Iron absorption, transport, storage


  • Iron absorption & transport: IOL may occur by inappropriately increased GI absorption and/or through RBC transfusions. IOL leads to disorders in many organ systems. In BTM, ICT attenuates organ failure & improves survival1,2. In MDS, hepcidin levels & therefore GI iron absorption & possibly susceptibility to IOL toxicity varies between MDS subtypes3.
    • Iron is transported in the circulation bound to transferrin. Once transferrin is saturated, non-transferrin bound iron (NTBI) & oxidative species are seen4.
    • The regulation of ferritin metabolism is complex, therefore there is a good but not perfect association between SF level & iron load in organs measured by MRI. The association between SF level and clinical outcomes is not always associated with liver iron content (LIC) info
    • SF level of 1000-2500ng/mL &/or actual/anticipated transfusion of 25-50 RBC units may be considered as a threshold for starting ICT. IOL should be verified by serial SF levels & a fasting transferrin saturation of ≥0.54.

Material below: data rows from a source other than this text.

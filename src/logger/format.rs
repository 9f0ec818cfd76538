//! Log formatting and output
//!
//! Colorized console lines aligned on tag and level, wrapped at word
//! boundaries, mirrored uncolored into the log file.

use super::config::get_logger_config;
use super::file::write_to_file;
use super::levels::LogLevel;
use super::tags::LogTag;
use chrono::Local;
use colored::*;
use std::io::{stderr, ErrorKind, Write};

const TAG_WIDTH: usize = 9;
const LEVEL_WIDTH: usize = 7;
const BRACKET_SPACE_WIDTH: usize = 3;
const TIME_WIDTH: usize = 9;
const TOTAL_PREFIX_WIDTH: usize = TIME_WIDTH + TAG_WIDTH + LEVEL_WIDTH + BRACKET_SPACE_WIDTH * 2;

/// Maximum line length before wrapping
const MAX_LINE_LENGTH: usize = 145;

/// Format and output a log message
pub fn format_and_log(tag: LogTag, level: LogLevel, message: &str) {
    let now = Local::now();
    let colors = get_logger_config().colors;

    let time = now.format("%H:%M:%S").to_string();
    let tag_label = format!("{:<width$}", tag.to_plain_string(), width = TAG_WIDTH);
    let level_label = format!("{:<width$}", level.as_str(), width = LEVEL_WIDTH);

    let base_line = if colors {
        format!(
            "{} [{}] [{}] ",
            time.dimmed(),
            color_tag(&tag, &tag_label),
            color_level(level, &level_label)
        )
    } else {
        format!("{} [{}] [{}] ", time, tag_label, level_label)
    };

    let available = MAX_LINE_LENGTH.saturating_sub(TOTAL_PREFIX_WIDTH).max(50);
    let chunks = wrap_text(message, available);

    let timestamp = now.format("%Y-%m-%d %H:%M:%S").to_string();
    let continuation = " ".repeat(TOTAL_PREFIX_WIDTH);

    for (i, chunk) in chunks.iter().enumerate() {
        if i == 0 {
            print_stderr_safe(&format!("{}{}", base_line, chunk));
        } else {
            print_stderr_safe(&format!("{}{}", continuation, chunk));
        }
        write_to_file(&format!(
            "{} [{}] [{}] {}",
            timestamp,
            tag.to_plain_string(),
            level.as_str(),
            chunk
        ));
    }
}

fn color_tag(tag: &LogTag, label: &str) -> ColoredString {
    match tag {
        LogTag::System => label.bright_yellow().bold(),
        LogTag::Config => label.bright_white().bold(),
        LogTag::Api => label.bright_purple().bold(),
        LogTag::Feed => label.bright_blue().bold(),
        LogTag::Decoder => label.bright_magenta().bold(),
        LogTag::Classifier => label.bright_green().bold(),
        LogTag::Pipeline => label.bright_cyan().bold(),
        LogTag::Report => label.bright_white().bold(),
    }
}

fn color_level(level: LogLevel, label: &str) -> ColoredString {
    match level {
        LogLevel::Error => label.bright_red().bold(),
        LogLevel::Warning => label.bright_yellow().bold(),
        LogLevel::Info => label.white(),
        LogLevel::Debug => label.bright_black(),
        LogLevel::Verbose => label.dimmed(),
    }
}

/// Report output goes to stdout; logs stay on stderr.
fn print_stderr_safe(message: &str) {
    if let Err(e) = writeln!(stderr(), "{}", message) {
        if e.kind() == ErrorKind::BrokenPipe {
            std::process::exit(0);
        }
    }
}

/// Wrap text at word boundaries, respecting existing newlines
fn wrap_text(text: &str, max_width: usize) -> Vec<String> {
    let mut result = Vec::new();

    for line in text.split('\n') {
        if line.chars().count() <= max_width {
            result.push(line.to_string());
            continue;
        }

        let mut current = String::new();
        for word in line.split_whitespace() {
            let word_len = word.chars().count();
            let current_len = current.chars().count();

            if word_len > max_width {
                if !current.is_empty() {
                    result.push(std::mem::take(&mut current));
                }
                result.extend(break_long_word(word, max_width));
            } else if current.is_empty() {
                current = word.to_string();
            } else if current_len + word_len + 1 <= max_width {
                current.push(' ');
                current.push_str(word);
            } else {
                result.push(std::mem::replace(&mut current, word.to_string()));
            }
        }

        if !current.is_empty() {
            result.push(current);
        }
    }

    if result.is_empty() {
        result.push(String::new());
    }

    result
}

/// Break a very long word (addresses, URLs) into fixed-width chunks
fn break_long_word(word: &str, max_width: usize) -> Vec<String> {
    let chars: Vec<char> = word.chars().collect();
    chars
        .chunks(max_width.max(1))
        .map(|chunk| chunk.iter().collect())
        .collect()
}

Graphic - Iron absorption, transport, & storage

Figure. Regulators of iron balance. Dietary iron enters the enterocyte after being reduced to the ferrous (Fe2+) state by duodenal cytochrome B and transported by divalent metal transporter1. Hephaestin (Heph) facilitates iron export by ferroportin (FPN). Hepatocytes take up either free (non-transferrin bound iron/NTBI, which enters cells in an unregulated manner) or transferrin (Tf)-bound iron (by receptor mediated endocytosis) and release it back into the circulation via ferroportin. Iron is also released from macrophages via ferroportin. Ferroportin-mediated release of iron is inhibited by hepcidin. Hepcidin is inhibited by erythroferrone, produced by erythroblasts under conditions of erythropoietic activity. Cp, ceruloplasmin; Fe, iron; RBC, red blood cell; TfR, transferrin receptor.